Covid has radically changed everything, upending everybody’s plans and expectations, leaving a trail of grief and sadness in its wake. The psychological impact of the pandemic needs to be considered here too. For those who have been bereaved, for those who have endured the peaks of the virus in a clinical environment, and for those who have found the changed work environment an additional challenge to the stresses and anxieties of everyday life. The vaccines designed to tackle the virus provide a gateway for us all out of this most difficult year.

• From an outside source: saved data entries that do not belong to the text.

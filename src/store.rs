//! Credential storage for the Shortly SDK
//!
//! The browser front-end keeps the session in two cookies with independent
//! lifetimes; here the same pair lives behind the [`CredentialStore`] trait
//! so the client can be wired to a file on disk, process memory, or whatever
//! the embedding host uses. A side that outlives its max-age reads as absent,
//! which is exactly how an expired cookie behaves.

use chrono::{DateTime, Duration, Utc};
use serde::{Deserialize, Serialize};
use std::fs;
use std::path::{Path, PathBuf};
use std::sync::atomic::{AtomicUsize, Ordering};
use std::sync::Mutex;

use crate::error::{Result, ShortlyError};

/// Lifetime of the access token in seconds (15 minutes, matching the backend)
pub const ACCESS_TOKEN_MAX_AGE: i64 = 900;

/// Lifetime of the refresh token in seconds (7 days)
pub const REFRESH_TOKEN_MAX_AGE: i64 = 604_800;

/// A freshly issued access/refresh token pair
#[derive(Debug, Clone, PartialEq, Eq)]
pub struct CredentialPair {
    pub access_token: String,
    pub refresh_token: String,
}

impl CredentialPair {
    pub fn new(access_token: impl Into<String>, refresh_token: impl Into<String>) -> Self {
        Self {
            access_token: access_token.into(),
            refresh_token: refresh_token.into(),
        }
    }
}

/// Stored credential pair with per-side expiries
#[derive(Debug, Clone, Serialize, Deserialize)]
pub struct StoredCredentials {
    pub access_token: String,
    pub refresh_token: String,
    pub access_expires_at: DateTime<Utc>,
    pub refresh_expires_at: DateTime<Utc>,
    pub created_at: DateTime<Utc>,
    pub updated_at: DateTime<Utc>,
}

impl StoredCredentials {
    /// Stamp a new pair with the standard max-ages
    pub fn issue(pair: CredentialPair) -> Self {
        let now = Utc::now();
        Self {
            access_token: pair.access_token,
            refresh_token: pair.refresh_token,
            access_expires_at: now + Duration::seconds(ACCESS_TOKEN_MAX_AGE),
            refresh_expires_at: now + Duration::seconds(REFRESH_TOKEN_MAX_AGE),
            created_at: now,
            updated_at: now,
        }
    }

    /// The access token, unless its max-age has passed
    pub fn access_token(&self) -> Option<&str> {
        if self.access_expires_at > Utc::now() {
            Some(self.access_token.as_str())
        } else {
            None
        }
    }

    /// The refresh token, unless its max-age has passed
    pub fn refresh_token(&self) -> Option<&str> {
        if self.refresh_expires_at > Utc::now() {
            Some(self.refresh_token.as_str())
        } else {
            None
        }
    }
}

/// Storage contract for the session credential pair
///
/// `read` never fails: a missing or unreadable store is the same as being
/// signed out. Absence of the access token is the sole "unauthenticated"
/// signal; absence of the refresh token means renewal is off the table.
pub trait CredentialStore: Send + Sync + std::fmt::Debug {
    fn read(&self) -> Option<StoredCredentials>;
    fn write(&self, pair: CredentialPair) -> Result<()>;
    fn clear(&self) -> Result<()>;
}

/// In-memory store for tests and short-lived embedders
#[derive(Debug, Default)]
pub struct MemoryStore {
    credentials: Mutex<Option<StoredCredentials>>,
    writes: AtomicUsize,
}

impl MemoryStore {
    pub fn new() -> Self {
        Self::default()
    }

    /// Pre-seeded store, as if a login just happened
    pub fn with_pair(pair: CredentialPair) -> Self {
        let store = Self::new();
        store
            .credentials
            .lock()
            .unwrap()
            .replace(StoredCredentials::issue(pair));
        store
    }

    /// Replace the stored credentials verbatim, expiries included. Meant for
    /// tests that need a pair in a specific lifecycle state.
    pub fn seed(&self, credentials: StoredCredentials) {
        *self.credentials.lock().unwrap() = Some(credentials);
    }

    /// Number of `write` calls since creation
    pub fn write_count(&self) -> usize {
        self.writes.load(Ordering::SeqCst)
    }
}

impl CredentialStore for MemoryStore {
    fn read(&self) -> Option<StoredCredentials> {
        self.credentials.lock().unwrap().clone()
    }

    fn write(&self, pair: CredentialPair) -> Result<()> {
        self.writes.fetch_add(1, Ordering::SeqCst);
        *self.credentials.lock().unwrap() = Some(StoredCredentials::issue(pair));
        Ok(())
    }

    fn clear(&self) -> Result<()> {
        *self.credentials.lock().unwrap() = None;
        Ok(())
    }
}

/// File-backed store persisting the pair as JSON under the data directory
#[derive(Debug)]
pub struct FileStore {
    path: PathBuf,
    cached: Mutex<Option<StoredCredentials>>,
}

impl FileStore {
    /// Open a store at `path`, loading whatever a previous process left there
    pub fn open(path: impl Into<PathBuf>) -> Result<Self> {
        let store = Self {
            path: path.into(),
            cached: Mutex::new(None),
        };
        store.load()?;
        Ok(store)
    }

    pub fn path(&self) -> &Path {
        &self.path
    }

    fn load(&self) -> Result<()> {
        if !self.path.exists() {
            return Ok(());
        }

        let content = fs::read_to_string(&self.path)
            .map_err(|e| ShortlyError::io_from_error("Failed to read credential file", e))?;

        if content.trim().is_empty() {
            return Ok(());
        }

        let credentials = serde_json::from_str(&content)
            .map_err(|e| ShortlyError::internal(format!("Failed to parse credential file: {}", e)))?;

        *self.cached.lock().unwrap() = Some(credentials);
        Ok(())
    }

    fn persist(&self, credentials: &Option<StoredCredentials>) -> Result<()> {
        if let Some(parent) = self.path.parent() {
            fs::create_dir_all(parent)
                .map_err(|e| ShortlyError::io_from_error("Failed to create credential dir", e))?;
        }

        match credentials {
            Some(credentials) => {
                let content = serde_json::to_string_pretty(credentials)?;
                fs::write(&self.path, content)
                    .map_err(|e| ShortlyError::io_from_error("Failed to write credential file", e))?;
            }
            None => {
                if self.path.exists() {
                    fs::remove_file(&self.path)
                        .map_err(|e| ShortlyError::io_from_error("Failed to remove credential file", e))?;
                }
            }
        }
        Ok(())
    }
}

impl CredentialStore for FileStore {
    fn read(&self) -> Option<StoredCredentials> {
        self.cached.lock().unwrap().clone()
    }

    fn write(&self, pair: CredentialPair) -> Result<()> {
        let mut cached = self.cached.lock().unwrap();
        *cached = Some(StoredCredentials::issue(pair));
        self.persist(&cached)
    }

    fn clear(&self) -> Result<()> {
        let mut cached = self.cached.lock().unwrap();
        *cached = None;
        self.persist(&cached)
    }
}

#[cfg(test)]
mod tests {
    use super::*;

    #[test]
    fn issued_pair_is_readable_until_max_age() {
        let credentials = StoredCredentials::issue(CredentialPair::new("at", "rt"));
        assert_eq!(credentials.access_token(), Some("at"));
        assert_eq!(credentials.refresh_token(), Some("rt"));
    }

    #[test]
    fn expired_sides_read_as_absent() {
        let mut credentials = StoredCredentials::issue(CredentialPair::new("at", "rt"));
        credentials.access_expires_at = Utc::now() - Duration::seconds(1);
        assert_eq!(credentials.access_token(), None);
        // Refresh side has its own clock and is still alive.
        assert_eq!(credentials.refresh_token(), Some("rt"));

        credentials.refresh_expires_at = Utc::now() - Duration::seconds(1);
        assert_eq!(credentials.refresh_token(), None);
    }

    #[test]
    fn memory_store_counts_writes() {
        let store = MemoryStore::new();
        assert!(store.read().is_none());

        store.write(CredentialPair::new("a", "r")).unwrap();
        store.write(CredentialPair::new("a2", "r2")).unwrap();
        assert_eq!(store.write_count(), 2);
        assert_eq!(store.read().unwrap().access_token(), Some("a2"));

        store.clear().unwrap();
        assert!(store.read().is_none());
    }

    #[test]
    fn file_store_round_trips_across_instances() {
        let dir = tempfile::tempdir().unwrap();
        let path = dir.path().join("credentials.json");

        let store = FileStore::open(&path).unwrap();
        store.write(CredentialPair::new("at", "rt")).unwrap();

        let reopened = FileStore::open(&path).unwrap();
        let credentials = reopened.read().unwrap();
        assert_eq!(credentials.access_token(), Some("at"));
        assert_eq!(credentials.refresh_token(), Some("rt"));

        reopened.clear().unwrap();
        assert!(!path.exists());
        let cleared = FileStore::open(&path).unwrap();
        assert!(cleared.read().is_none());
    }

    #[test]
    fn file_store_tolerates_empty_file() {
        let dir = tempfile::tempdir().unwrap();
        let path = dir.path().join("credentials.json");
        fs::write(&path, "").unwrap();

        let store = FileStore::open(&path).unwrap();
        assert!(store.read().is_none());
    }
}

In deciding whether or not to take the vaccine, we need to retain the sense of responsibility to each other that was so successfully fostered in the early days of the pandemic, especially in the workplace. Employers, for their part, have both regulations and guidelines to work with to maximise the safety of their workplace. As a trade union, Fórsa has a role in making sure employers provide a safe place of work free from physical, psychological and biological hazards.
That means there’s a role for us all.
It will only be when most of us are vaccinated that we will be able to consign this pandemic to the past. And that day cannot come soon enough.